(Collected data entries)
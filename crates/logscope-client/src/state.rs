//! Connection state types.

/// State of the stream connection
#[derive(Debug, Clone, Copy, PartialEq, Eq, Default)]
pub enum ConnectionState {
    /// Not connected.
    #[default]
    Disconnected,
    /// Socket is being opened.
    Connecting,
    /// Socket is open and streaming.
    Connected,
    /// Server rejected the credentials; waits for a manual reconnect.
    AuthRequired,
    /// Waiting to reconnect after an unexpected close.
    Reconnecting { remaining_secs: u64 },
}

impl ConnectionState {
    pub fn label(&self) -> String {
        match self {
            Self::Disconnected => "Disconnected".to_string(),
            Self::Connecting => "Connecting".to_string(),
            Self::Connected => "Connected".to_string(),
            Self::AuthRequired => "Auth required".to_string(),
            Self::Reconnecting { remaining_secs } => format!("Reconnecting in {remaining_secs}s"),
        }
    }

    /// A socket exists or is being opened
    pub fn is_active(&self) -> bool {
        matches!(self, Self::Connecting | Self::Connected)
    }
}

/// How a close code is handled
#[derive(Debug, Clone, Copy, PartialEq, Eq)]
pub enum CloseKind {
    /// Normal closure; no reconnect
    Clean,
    /// Credentials rejected; no reconnect until forced
    AuthRequired,
    /// Anything else; reconnect after the delay
    Unexpected,
}

impl CloseKind {
    pub const NORMAL: u16 = 1000;
    pub const ABNORMAL: u16 = 1006;
    pub const AUTH_REQUIRED: u16 = 4001;

    pub fn from_code(code: u16) -> Self {
        match code {
            Self::NORMAL => Self::Clean,
            Self::AUTH_REQUIRED => Self::AuthRequired,
            _ => Self::Unexpected,
        }
    }
}
pub mod components;
mod layout;
pub mod screens;
mod theme;

pub use layout::Layout;
pub use theme::Theme;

#### Exercise brief
Where a line of the records holds the word "Reconnecting", copy that line.

#### Answer to this exercise
    Reconnecting { remaining_secs: u64 },
            Self::Reconnecting { remaining_secs } => format!("Reconnecting in {remaining_secs}s"),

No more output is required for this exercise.